Il centrodestra chiederà di ripartire da zero, con un incarico a Salvini. «Troveremo i voti per diventare maggioranza», promette Berlusconi. Il capo leghista, poi, non considera affatto chiusa la trattativa con M5S, ed è opinione comune che neppure Di Maio, nonostante gli impegni solenni, dia davvero per tramontata senza appello l’ipotesi di una maggioranza con il Carroccio.

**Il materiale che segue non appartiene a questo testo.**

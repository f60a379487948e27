//! Rule file parsing and shape detection
//!
//! Two document shapes are accepted:
//!
//! ```yaml
//! # flat: every entry is a viewer rule
//! ".md": mdcat {}
//! default: bat {}
//! ```
//!
//! ```yaml
//! # structured
//! classifier: content          # or `classifiers: [<shell snippet>, ...]`
//! viewers:                     # alias: file_types
//!   "image/*": timg {}
//! ```

use serde_yaml::{Mapping, Value};

use crate::classify::Classifier;
use crate::rules::{RuleError, RuleTable};

const VIEWERS_KEYS: [&str; 2] = ["viewers", "file_types"];
const CLASSIFIER_KEY: &str = "classifier";
const CLASSIFIERS_KEY: &str = "classifiers";

/// Untyped configuration value, validated once at load time
#[derive(Debug, Clone, PartialEq)]
pub enum RawConfigValue {
    String(String),
    List(Vec<String>),
    Mapping(Mapping),
}

impl RawConfigValue {
    /// Narrow a YAML value to one of the supported shapes.
    ///
    /// # Errors
    /// Returns `RuleError::InvalidShape` for numbers, booleans, nulls, nested
    /// lists and lists containing non-strings.
    pub fn from_yaml(key: &str, value: Value) -> Result<Self, RuleError> {
        match value {
            Value::String(s) => Ok(Self::String(s)),
            Value::Mapping(m) => Ok(Self::Mapping(m)),
            Value::Sequence(items) => items
                .into_iter()
                .map(|item| match item {
                    Value::String(s) => Ok(s),
                    _ => Err(RuleError::shape(format!(
                        "'{key}' must be a list of strings"
                    ))),
                })
                .collect::<Result<Vec<_>, _>>()
                .map(Self::List),
            _ => Err(RuleError::shape(format!(
                "'{key}' must be a string, a list of strings or a mapping"
            ))),
        }
    }
}

/// Classifier strategy plus viewer rules, as loaded from a rule file
#[derive(Debug, Clone, Default, PartialEq, Eq)]
pub struct RuleDocument {
    pub classifier: Classifier,
    pub rules: RuleTable,
}

impl RuleDocument {
    /// Parse YAML text into a rule document.
    ///
    /// # Errors
    /// Returns `RuleError` for YAML syntax errors, unexpected shapes and
    /// non-string rule keys or commands.
    pub fn parse(text: &str) -> Result<Self, RuleError> {
        if is_blank(text) {
            return Ok(Self::default());
        }
        match serde_yaml::from_str::<Value>(text)? {
            Value::Null => Ok(Self::default()),
            Value::Mapping(mapping) if is_structured(&mapping) => Self::from_structured(mapping),
            Value::Mapping(mapping) => Ok(Self {
                classifier: Classifier::default(),
                rules: RuleTable::from_mapping(&mapping)?,
            }),
            _ => Err(RuleError::shape("top level must be a mapping")),
        }
    }

    fn from_structured(mapping: Mapping) -> Result<Self, RuleError> {
        let mut rules: Option<RuleTable> = None;
        let mut classifier: Option<Classifier> = None;

        for (key, value) in mapping {
            let Value::String(key) = key else {
                return Err(RuleError::NonStringKey {
                    key: format!("{key:?}"),
                });
            };
            let raw = RawConfigValue::from_yaml(&key, value)?;

            match (key.as_str(), raw) {
                (name, RawConfigValue::Mapping(viewers)) if VIEWERS_KEYS.contains(&name) => {
                    if rules.is_some() {
                        return Err(RuleError::shape(
                            "only one of 'viewers' and 'file_types' may be given",
                        ));
                    }
                    rules = Some(RuleTable::from_mapping(&viewers)?);
                }
                (CLASSIFIER_KEY, RawConfigValue::String(name)) => {
                    let parsed = name.parse::<Classifier>().map_err(RuleError::shape)?;
                    set_classifier(&mut classifier, parsed)?;
                }
                (CLASSIFIERS_KEY, RawConfigValue::List(snippets)) => {
                    set_classifier(&mut classifier, Classifier::Commands(snippets))?;
                }
                (name, _) if is_known_key(name) => {
                    return Err(RuleError::shape(format!("'{name}' has the wrong type")));
                }
                (name, _) => {
                    return Err(RuleError::shape(format!("unknown key '{name}'")));
                }
            }
        }

        Ok(Self {
            classifier: classifier.unwrap_or_default(),
            rules: rules.unwrap_or_default(),
        })
    }
}

fn set_classifier(slot: &mut Option<Classifier>, classifier: Classifier) -> Result<(), RuleError> {
    if slot.replace(classifier).is_some() {
        return Err(RuleError::shape(
            "only one of 'classifier' and 'classifiers' may be given",
        ));
    }
    Ok(())
}

fn is_known_key(name: &str) -> bool {
    VIEWERS_KEYS.contains(&name) || name == CLASSIFIER_KEY || name == CLASSIFIERS_KEY
}

fn is_blank(text: &str) -> bool {
    text.lines().map(str::trim).all(|line| line.is_empty() || line.starts_with('#'))
}

/// Structured documents are recognised by any of their reserved keys
fn is_structured(mapping: &Mapping) -> bool {
    mapping
        .keys()
        .any(|key| key.as_str().is_some_and(is_known_key))
}

#[cfg(test)]
mod tests {
    use super::*;

    fn commands(doc: &RuleDocument) -> Vec<(&str, &str)> {
        doc.rules
            .iter()
            .map(|r| (r.pattern().original(), r.command()))
            .collect()
    }

    #[test]
    fn test_flat_document() {
        let doc = RuleDocument::parse(
            "\".md, .markdown\": mdcat {}\n\"image/*\": timg {}\ndefault: bat {}\n",
        )
        .unwrap();
        assert_eq!(doc.classifier, Classifier::Content);
        assert_eq!(
            commands(&doc),
            vec![
                (".md", "mdcat {}"),
                (".markdown", "mdcat {}"),
                ("image/*", "timg {}"),
                ("default", "bat {}"),
            ]
        );
    }

    #[test]
    fn test_structured_with_builtin_classifier() {
        let doc = RuleDocument::parse(
            "classifier: extension\nviewers:\n  .rs: bat {}\n  default: cat {}\n",
        )
        .unwrap();
        assert_eq!(doc.classifier, Classifier::Extension);
        assert_eq!(commands(&doc), vec![(".rs", "bat {}"), ("default", "cat {}")]);
    }

    #[test]
    fn test_structured_with_command_classifiers() {
        let doc = RuleDocument::parse(
            "classifiers:\n  - file -b --mime-type {}\n  - basename {}\nfile_types:\n  text/*: bat {}\n",
        )
        .unwrap();
        assert_eq!(
            doc.classifier,
            Classifier::Commands(vec![
                "file -b --mime-type {}".to_string(),
                "basename {}".to_string()
            ])
        );
        assert_eq!(commands(&doc), vec![("text/*", "bat {}")]);
    }

    #[test]
    fn test_empty_document() {
        let doc = RuleDocument::parse("").unwrap();
        assert!(doc.rules.is_empty());
        let doc = RuleDocument::parse("# only comments\n").unwrap();
        assert!(doc.rules.is_empty());
    }

    #[test]
    fn test_flat_non_string_value_is_error() {
        let err = RuleDocument::parse(".md: 3\n").unwrap_err();
        assert!(matches!(err, RuleError::NonStringValue { .. }));
    }

    #[test]
    fn test_structured_non_string_command_is_error() {
        let err = RuleDocument::parse("viewers:\n  .md:\n    nested: x\n").unwrap_err();
        assert!(matches!(err, RuleError::NonStringValue { .. }));
    }

    #[test]
    fn test_conflicting_classifiers_is_error() {
        let err = RuleDocument::parse(
            "classifier: content\nclassifiers:\n  - basename {}\nviewers: {}\n",
        )
        .unwrap_err();
        assert!(matches!(err, RuleError::InvalidShape { .. }));
    }

    #[test]
    fn test_unknown_classifier_name_is_error() {
        let err = RuleDocument::parse("classifier: telepathy\nviewers: {}\n").unwrap_err();
        match err {
            RuleError::InvalidShape { detail } => assert!(detail.contains("telepathy")),
            other => panic!("Expected InvalidShape, got {other:?}"),
        }
    }

    #[test]
    fn test_unknown_structured_key_is_error() {
        let err = RuleDocument::parse("viewers: {}\nviewer: {}\n").unwrap_err();
        assert!(matches!(err, RuleError::InvalidShape { .. }));
    }

    #[test]
    fn test_non_string_classifier_snippet_is_error() {
        let err = RuleDocument::parse("classifiers: [1, 2]\nviewers: {}\n").unwrap_err();
        assert!(matches!(err, RuleError::InvalidShape { .. }));
    }

    #[test]
    fn test_top_level_list_is_error() {
        let err = RuleDocument::parse("- a\n- b\n").unwrap_err();
        assert!(matches!(err, RuleError::InvalidShape { .. }));
    }

    #[test]
    fn test_syntax_error() {
        let err = RuleDocument::parse("viewers: [unclosed\n").unwrap_err();
        assert!(matches!(err, RuleError::Yaml(_)));
    }

    #[test]
    fn test_embedded_default_template_parses() {
        let doc = RuleDocument::parse(crate::config::DEFAULT_TEMPLATE).unwrap();
        assert_eq!(doc.classifier, Classifier::Content);
        assert!(doc.rules.default_rule().is_some());
        assert!(doc.rules.len() >= 8);
    }
}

SI SPIEGA COSÌ IL NUOVO battibecco di ieri tra Berlusconi e Salvini. Ad attaccare è stato di nuovo il leader azzurro, con una battuta decisamente sopra le righe contro i 5S: «Ho chiesto a delle persone come si sentono di fronte a questa formazione che non si può certo dire democratica. Hanno risposto che si sentono come gli ebrei al primo apparire di Hitler». La replica del leghista è immediata: «Meglio tacere invece di dire sciocchezze». Formula identica a quella adoperata da Berlusconi dopo le sparate putiniane dell’alleato. Berlusconi a questo punto frena: «Quella frase l’ho solo riferita. Il mio discorso è il contrario, è di pacificazione». La pezza però non basta a nascondere un dissenso sui 5S che potrebbe riesplodere se il gioco dell’oca ripartirà sul versante destro del cartellone.